**Your goal**
Search the records below for "browser" and copy every line it turns up in.

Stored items
_ _ _ _ _

//! Swap executor seam.
//!
//! Once a permit is relayed, the executor performs the cross-chain swap and
//! reports `pending`, `completed` or `reverted` for the relay task.

use async_trait::async_trait;
use std::sync::Arc;
use std::time::Duration;
use swap_types::{ExecutionReport, ExecutionRequest, ExecutionStatus, TaskId};
use thiserror::Error;
use tracing::{debug, info, warn};

pub mod implementations {
	pub mod http;
}

#[derive(Debug, Error)]
pub enum ExecutorError {
	#[error("Rejected by executor: {0}")]
	Rejected(String),
	/// The executor already holds a swap for this task.
	#[error("Swap already submitted for task {0}")]
	Duplicate(TaskId),
	#[error("Network error: {0}")]
	Network(String),
	#[error("Executor returned HTTP {status}: {body}")]
	Http { status: u16, body: String },
	#[error("Invalid executor response: {0}")]
	Decode(String),
}

impl ExecutorError {
	pub fn is_transient(&self) -> bool {
		match self {
			ExecutorError::Network(_) => true,
			ExecutorError::Http { status, .. } => *status >= 500,
			_ => false,
		}
	}
}

#[async_trait]
pub trait ExecutorInterface: Send + Sync {
	async fn execute(&self, request: &ExecutionRequest) -> Result<ExecutionReport, ExecutorError>;

	async fn status(&self, task_id: &TaskId) -> Result<ExecutionReport, ExecutorError>;
}

pub struct ExecutorService {
	executor: Arc<dyn ExecutorInterface>,
	poll_interval: Duration,
}

impl ExecutorService {
	pub fn new(executor: Arc<dyn ExecutorInterface>, poll_interval: Duration) -> Self {
		Self {
			executor,
			poll_interval,
		}
	}

	/// Submits a swap. A duplicate submission resolves to the existing swap.
	pub async fn submit(&self, request: &ExecutionRequest) -> Result<ExecutionReport, ExecutorError> {
		match self.executor.execute(request).await {
			Ok(report) => {
				info!(task_id = %request.task_id, status = ?report.status, "Swap submitted to executor");
				Ok(report)
			}
			Err(ExecutorError::Duplicate(task_id)) => {
				debug!(task_id = %task_id, "Executor already holds this swap");
				self.executor.status(&task_id).await
			}
			Err(e) => Err(e),
		}
	}

	/// Polls until the swap is no longer pending.
	pub async fn wait_for_completion(&self, task_id: &TaskId) -> Result<ExecutionReport, ExecutorError> {
		loop {
			match self.executor.status(task_id).await {
				Ok(report) if report.status != ExecutionStatus::Pending => return Ok(report),
				Ok(_) => debug!(task_id = %task_id, "Swap still pending"),
				Err(e) if e.is_transient() => {
					warn!(task_id = %task_id, error = %e, "Executor status poll failed");
				}
				Err(e) => return Err(e),
			}
			tokio::time::sleep(self.poll_interval).await;
		}
	}
}
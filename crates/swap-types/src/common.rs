//! Common types used throughout the swap client.

// Re-export commonly used ethereum types
pub use alloy::primitives::{Address, Bytes, B256, U256};

/// Timestamp (Unix seconds)
pub type Timestamp = u64;

/// Current Unix time in seconds.
pub fn now_secs() -> Timestamp {
	chrono::Utc::now().timestamp().max(0) as Timestamp
}

/// Shortens an address for display, e.g. `0x1234...abcd`.
pub fn short_address(address: &Address) -> String {
	let full = address.to_string();
	format!("{}...{}", &full[..6], &full[full.len() - 4..])
}

/// Renders the first bytes of a signature or hash for log lines.
pub fn truncate_hex(bytes: &[u8]) -> String {
	let encoded = hex::encode(bytes);
	if encoded.len() <= 8 {
		format!("0x{}", encoded)
	} else {
		format!("0x{}...", &encoded[..8])
	}
}
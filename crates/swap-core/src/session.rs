//! Per-session context owned by the orchestrator.

use swap_types::{PermitSupport, SwapIntent};

/// State that lives as long as the wallet session: the single active intent
/// and what is known about the source token's permit support.
///
/// Cleared whenever the wallet reports a different account or chain.
#[derive(Debug, Clone)]
pub struct SessionContext {
	pub intent: Option<SwapIntent>,
	pub permit_support: PermitSupport,
}

impl Default for SessionContext {
	fn default() -> Self {
		Self {
			intent: None,
			permit_support: PermitSupport::Unknown,
		}
	}
}

impl SessionContext {
	pub fn begin(&mut self, intent: SwapIntent) {
		self.intent = Some(intent);
		self.permit_support = PermitSupport::Unknown;
	}

	pub fn reset(&mut self) {
		*self = Self::default();
	}
}
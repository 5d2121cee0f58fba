//! The permit pipeline: connect, sign, verify, relay, execute.
//!
//! One [`SwapIntent`] is driven at a time. Each step runs to `succeeded` before
//! the next one becomes active; the first failure halts the run and is
//! recorded on the intent. Until the relay has accepted the permit, a run can
//! be cancelled by the user or by a wallet account/chain change. After that
//! only confirmation or a timeout ends it.

use crate::error::OrchestratorError;
use crate::event_bus::EventBus;
use crate::session::SessionContext;
use std::sync::atomic::{AtomicBool, Ordering};
use std::sync::Arc;
use std::time::Duration;
use swap_account::{WalletError, WalletService};
use swap_config::{validate_slippage, Config};
use swap_executor::{ExecutorError, ExecutorService};
use swap_relay::{RelayError, RelayService};
use swap_storage::{StorageError, StorageService};
use swap_token::TokenService;
use swap_types::{
	parse_amount, truncate_hex, Address, ChainId, ErrorKind, ExecutionReport, ExecutionRequest,
	ExecutionStatus, IntentStatus, PermitMessage, PermitSupport, RelayStatus, SignedPermit, Step,
	StepFailure, SwapEvent, SwapIntent, SwapRequest, Timestamp, TypedDataRequest, WalletEvent, U256,
};
use tokio::sync::{broadcast, watch, Mutex};
use tokio::time::{timeout, Instant};
use tracing::{debug, error, info, warn};
use uuid::Uuid;

/// Storage namespace for archived intents.
pub const HISTORY_NAMESPACE: &str = "history";

/// How often a stale nonce may send a run back to `sign` before it fails.
const MAX_REWINDS: u32 = 1;

/// Source of Unix time in seconds.
pub type Clock = Arc<dyn Fn() -> Timestamp + Send + Sync>;

/// Why a step did not succeed.
enum StepHalt {
	Failed(StepFailure),
	/// Discard progress and continue from an earlier step.
	Rewind { to: Step, reason: String },
	/// Cancelled by the user; the intent stays resumable.
	Cancelled(String),
	/// A wallet notification invalidated the session.
	Reset(String),
}

fn halt(step: Step, kind: ErrorKind, message: impl Into<String>) -> StepHalt {
	StepHalt::Failed(StepFailure::new(step, kind, message))
}

fn wallet_halt(step: Step, err: WalletError) -> StepHalt {
	let kind = match &err {
		WalletError::NoWallet | WalletError::InvalidKey(_) => ErrorKind::NoWallet,
		WalletError::UserRejected(_) => ErrorKind::UserRejected,
		WalletError::SwitchFailed(_) => ErrorKind::ChainMismatch,
		WalletError::SigningFailed(_) | WalletError::UnknownAccount(_) => {
			ErrorKind::SignatureRejected
		}
		WalletError::Provider(_) => match step {
			Step::Connect => ErrorKind::NoWallet,
			_ => ErrorKind::SignatureRejected,
		},
	};
	halt(step, kind, err.to_string())
}

/// Clears the in-flight flag when a run ends, however it ends.
struct FlightGuard<'a>(&'a AtomicBool);

impl Drop for FlightGuard<'_> {
	fn drop(&mut self) {
		self.0.store(false, Ordering::SeqCst);
	}
}

pub struct PermitOrchestrator {
	pub(crate) config: Config,
	pub(crate) wallet: Option<WalletService>,
	pub(crate) tokens: TokenService,
	pub(crate) relay: RelayService,
	pub(crate) executor: ExecutorService,
	pub(crate) storage: Arc<StorageService>,
	pub(crate) session: Mutex<SessionContext>,
	pub(crate) in_flight: AtomicBool,
	pub(crate) cancel: watch::Sender<bool>,
	pub(crate) event_bus: EventBus,
	pub(crate) clock: Clock,
}
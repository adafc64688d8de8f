//! Typed REST client for the business API.
//!
//! Client-side (hydrate): real HTTP calls via `gloo-net`.
//! Server-side (SSR) and native tests: every call returns
//! [`ApiError::Unavailable`] since these endpoints are only meaningful in the
//! browser.
//!
//! ERROR HANDLING
//! ==============
//! Calls return `Result<_, ApiError>` instead of panicking. Pages catch the
//! error and report it with an error toast; `401` is surfaced as
//! [`ApiError::Unauthorized`] so callers can drop the session.

#![allow(clippy::unused_async)]

#[cfg(test)]
#[path = "api_test.rs"]
mod api_test;

use serde::Serialize;
use serde::de::DeserializeOwned;

use super::types::{ClientConfig, DiscountCode, LoginRequest, LoginResponse, NewDiscountCode, Order, User};

/// Failure of a REST call.
#[derive(Debug, Clone, PartialEq, Eq, thiserror::Error)]
pub enum ApiError {
    /// The request never produced a response.
    #[error("network error: {0}")]
    Network(String),
    /// The API rejected the session token.
    #[error("not signed in")]
    Unauthorized,
    /// Any other non-2xx response.
    #[error("request failed with status {status}")]
    Status { status: u16, message: Option<String> },
    /// The response body did not match the expected shape.
    #[error("invalid response: {0}")]
    Decode(String),
    /// HTTP is not available outside the browser build.
    #[error("not available on server")]
    Unavailable,
}

impl ApiError {
    /// Map a non-2xx response to an error, keeping the server's message.
    #[must_use]
    pub fn from_status(status: u16, body: &str) -> Self {
        if status == 401 {
            return Self::Unauthorized;
        }
        Self::Status { status, message: error_message(body) }
    }

    /// Text suitable for a toast body.
    #[must_use]
    pub fn user_message(&self) -> String {
        match self {
            Self::Status { message: Some(message), .. } => message.clone(),
            other => other.to_string(),
        }
    }
}

/// Extract `message` or `error` from a JSON error body.
fn error_message(body: &str) -> Option<String> {
    let value: serde_json::Value = serde_json::from_str(body).ok()?;
    value
        .get("message")
        .or_else(|| value.get("error"))
        .and_then(serde_json::Value::as_str)
        .map(str::to_owned)
}

#[cfg(any(test, feature = "hydrate"))]
fn bearer_header(token: &str) -> String {
    format!("Bearer {token}")
}

fn order_cancel_path(order_id: &str) -> String {
    format!("/orders/{order_id}/cancel")
}

fn discount_path(discount_id: &str) -> String {
    format!("/discounts/{discount_id}")
}

/// Fetch runtime configuration from the host serving this app.
///
/// # Errors
///
/// Returns an [`ApiError`] if the host is unreachable or answers non-2xx.
pub async fn fetch_client_config() -> Result<ClientConfig, ApiError> {
    ApiClient::new("").get_json("/api/client-config").await
}

/// REST client bound to an API base URL and an optional session token.
#[derive(Clone, Debug, PartialEq, Eq)]
pub struct ApiClient {
    base_url: String,
    token: Option<String>,
}

impl ApiClient {
    #[must_use]
    pub fn new(base_url: impl Into<String>) -> Self {
        let base_url = base_url.into().trim_end_matches('/').to_owned();
        Self { base_url, token: None }
    }

    #[must_use]
    pub fn with_token(mut self, token: Option<String>) -> Self {
        self.token = token;
        self
    }

    /// Absolute URL for an API path such as `/orders`.
    #[must_use]
    pub fn endpoint(&self, path: &str) -> String {
        format!("{}/{}", self.base_url, path.trim_start_matches('/'))
    }

    /// Exchange credentials for a session token via `POST /auth/login`.
    ///
    /// # Errors
    ///
    /// Returns [`ApiError::Unauthorized`] for bad credentials.
    pub async fn login(&self, email: &str, password: &str) -> Result<LoginResponse, ApiError> {
        self.post_json("/auth/login", &LoginRequest { email, password }).await
    }

    /// Fetch the account behind the current token via `GET /auth/me`.
    ///
    /// # Errors
    ///
    /// Returns [`ApiError::Unauthorized`] when the token is missing or stale.
    pub async fn fetch_me(&self) -> Result<User, ApiError> {
        self.get_json("/auth/me").await
    }

    /// # Errors
    ///
    /// Returns an [`ApiError`] on transport, status or decode failure.
    pub async fn list_orders(&self) -> Result<Vec<Order>, ApiError> {
        self.get_json("/orders").await
    }

    /// Cancel an order and return its updated record.
    ///
    /// # Errors
    ///
    /// Returns an [`ApiError`] on transport, status or decode failure.
    pub async fn cancel_order(&self, order_id: &str) -> Result<Order, ApiError> {
        self.post_json(&order_cancel_path(order_id), &serde_json::json!({})).await
    }

    /// # Errors
    ///
    /// Returns an [`ApiError`] on transport, status or decode failure.
    pub async fn list_discounts(&self) -> Result<Vec<DiscountCode>, ApiError> {
        self.get_json("/discounts").await
    }

    /// # Errors
    ///
    /// Returns an [`ApiError`]; a duplicate code comes back as `Status` with
    /// the server's message.
    pub async fn create_discount(&self, payload: &NewDiscountCode) -> Result<DiscountCode, ApiError> {
        self.post_json("/discounts", payload).await
    }

    /// # Errors
    ///
    /// Returns an [`ApiError`] on transport or status failure.
    pub async fn delete_discount(&self, discount_id: &str) -> Result<(), ApiError> {
        self.delete(&discount_path(discount_id)).await
    }

    async fn get_json<T: DeserializeOwned>(&self, path: &str) -> Result<T, ApiError> {
        #[cfg(feature = "hydrate")]
        {
            let req = self.authorize(gloo_net::http::Request::get(&self.endpoint(path)));
            let resp = req.send().await.map_err(|e| ApiError::Network(e.to_string()))?;
            read_json(resp).await
        }
        #[cfg(not(feature = "hydrate"))]
        {
            let _ = path;
            Err(ApiError::Unavailable)
        }
    }

    async fn post_json<B: Serialize + ?Sized, T: DeserializeOwned>(&self, path: &str, body: &B) -> Result<T, ApiError> {
        #[cfg(feature = "hydrate")]
        {
            let req = self
                .authorize(gloo_net::http::Request::post(&self.endpoint(path)))
                .json(body)
                .map_err(|e| ApiError::Decode(e.to_string()))?;
            let resp = req.send().await.map_err(|e| ApiError::Network(e.to_string()))?;
            read_json(resp).await
        }
        #[cfg(not(feature = "hydrate"))]
        {
            let _ = (path, body);
            Err(ApiError::Unavailable)
        }
    }

    async fn delete(&self, path: &str) -> Result<(), ApiError> {
        #[cfg(feature = "hydrate")]
        {
            let req = self.authorize(gloo_net::http::Request::delete(&self.endpoint(path)));
            let resp = req.send().await.map_err(|e| ApiError::Network(e.to_string()))?;
            if !resp.ok() {
                let body = resp.text().await.unwrap_or_default();
                return Err(ApiError::from_status(resp.status(), &body));
            }
            Ok(())
        }
        #[cfg(not(feature = "hydrate"))]
        {
            let _ = path;
            Err(ApiError::Unavailable)
        }
    }

    #[cfg(feature = "hydrate")]
    fn authorize(&self, req: gloo_net::http::RequestBuilder) -> gloo_net::http::RequestBuilder {
        match &self.token {
            Some(token) => req.header("Authorization", &bearer_header(token)),
            None => req,
        }
    }
}

#[cfg(feature = "hydrate")]
async fn read_json<T: DeserializeOwned>(resp: gloo_net::http::Response) -> Result<T, ApiError> {
    if !resp.ok() {
        let status = resp.status();
        let body = resp.text().await.unwrap_or_default();
        log::warn!("{} -> {status}", resp.url());
        return Err(ApiError::from_status(status, &body));
    }
    resp.json::<T>().await.map_err(|e| ApiError::Decode(e.to_string()))
}
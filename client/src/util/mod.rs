//! Utility helpers shared across client UI modules.
//!
//! SYSTEM CONTEXT
//! ==============
//! Utility modules isolate browser/environment concerns from page and component
//! logic to improve reuse and testability.

pub mod auth;
pub mod jwt;
pub mod session;
pub mod theme;
//! Shared auth UI helpers.
//!
//! SYSTEM CONTEXT
//! ==============
//! Route components should apply identical unauthenticated redirect behavior.

#[cfg(test)]
#[path = "auth_test.rs"]
mod auth_test;

use leptos::prelude::*;
use leptos_router::NavigateOptions;

use crate::state::auth::AuthState;

/// Whether a guarded route should send the visitor to `/login`.
#[must_use]
pub fn should_redirect_unauth(state: &AuthState) -> bool {
    !state.loading && state.session.is_none()
}

/// Redirect to `/login` whenever auth has loaded and no session is present.
pub fn install_unauth_redirect<F>(auth: RwSignal<AuthState>, navigate: F)
where
    F: Fn(&str, NavigateOptions) + Clone + 'static,
{
    Effect::new(move || {
        if auth.with(should_redirect_unauth) {
            navigate("/login", NavigateOptions::default());
        }
    });
}
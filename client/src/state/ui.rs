//! Local UI chrome state.
//!
//! DESIGN
//! ======
//! Keeps transient presentation concerns out of auth and page data so
//! rendering controls can evolve independently.

#[cfg(test)]
#[path = "ui_test.rs"]
mod ui_test;

use crate::util::theme::{self, Theme};

#[derive(Clone, Debug, Default)]
pub struct UiState {
    pub theme: Theme,
}

impl UiState {
    /// Switch theme and persist the choice.
    pub fn toggle_theme(&mut self) {
        self.theme = theme::toggle(self.theme);
    }
}
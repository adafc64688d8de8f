//! Light/dark theme preference.
//!
//! Reads the user's preference from `localStorage` and applies a
//! `data-theme` attribute to the `<html>` element. Toggle writes back to
//! `localStorage` and updates that attribute.
//!
//! TRADE-OFFS
//! ==========
//! Preference persistence is best-effort browser-only behavior; SSR paths
//! render the light theme and no-op.

#[cfg(test)]
#[path = "theme_test.rs"]
mod theme_test;

#[cfg(feature = "hydrate")]
const STORAGE_KEY: &str = "storefront_theme";

#[derive(Clone, Copy, Debug, Default, PartialEq, Eq)]
pub enum Theme {
    #[default]
    Light,
    Dark,
}

impl Theme {
    /// Value written to `data-theme` and to storage.
    #[must_use]
    pub fn as_str(self) -> &'static str {
        match self {
            Self::Light => "light",
            Self::Dark => "dark",
        }
    }

    #[must_use]
    pub fn parse(raw: &str) -> Option<Self> {
        match raw {
            "light" => Some(Self::Light),
            "dark" => Some(Self::Dark),
            _ => None,
        }
    }

    #[must_use]
    pub fn toggled(self) -> Self {
        match self {
            Self::Light => Self::Dark,
            Self::Dark => Self::Light,
        }
    }

    /// Glyph for the toggle button: the theme you would switch to.
    #[must_use]
    pub fn toggle_icon(self) -> &'static str {
        match self {
            Self::Light => "☾",
            Self::Dark => "☀",
        }
    }
}

/// Read the stored preference, falling back to the system color scheme.
pub fn read_preference() -> Theme {
    #[cfg(feature = "hydrate")]
    {
        let Some(window) = web_sys::window() else {
            return Theme::Light;
        };

        if let Ok(Some(storage)) = window.local_storage() {
            if let Some(theme) = storage.get_item(STORAGE_KEY).ok().flatten().as_deref().and_then(Theme::parse) {
                return theme;
            }
        }

        let prefers_dark = window
            .match_media("(prefers-color-scheme: dark)")
            .ok()
            .flatten()
            .map_or(false, |mq| mq.matches());
        if prefers_dark { Theme::Dark } else { Theme::Light }
    }
    #[cfg(not(feature = "hydrate"))]
    {
        Theme::Light
    }
}

/// Apply the `data-theme` attribute on the `<html>` element.
pub fn apply(theme: Theme) {
    #[cfg(feature = "hydrate")]
    {
        if let Some(el) = web_sys::window().and_then(|w| w.document()).and_then(|d| d.document_element()) {
            let _ = el.set_attribute("data-theme", theme.as_str());
        }
    }
    #[cfg(not(feature = "hydrate"))]
    {
        let _ = theme;
    }
}

/// Switch theme, apply it, and persist the new preference.
pub fn toggle(current: Theme) -> Theme {
    let next = current.toggled();
    apply(next);
    #[cfg(feature = "hydrate")]
    {
        if let Some(storage) = web_sys::window().and_then(|w| w.local_storage().ok().flatten()) {
            let _ = storage.set_item(STORAGE_KEY, next.as_str());
        }
    }
    next
}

_ _ _ _ _

**Output for this task**
//! browser.
    /// HTTP is not available outside the browser build.
//! Utility modules isolate browser/environment concerns from page and component
//! Preference persistence is best-effort browser-only behavior; SSR paths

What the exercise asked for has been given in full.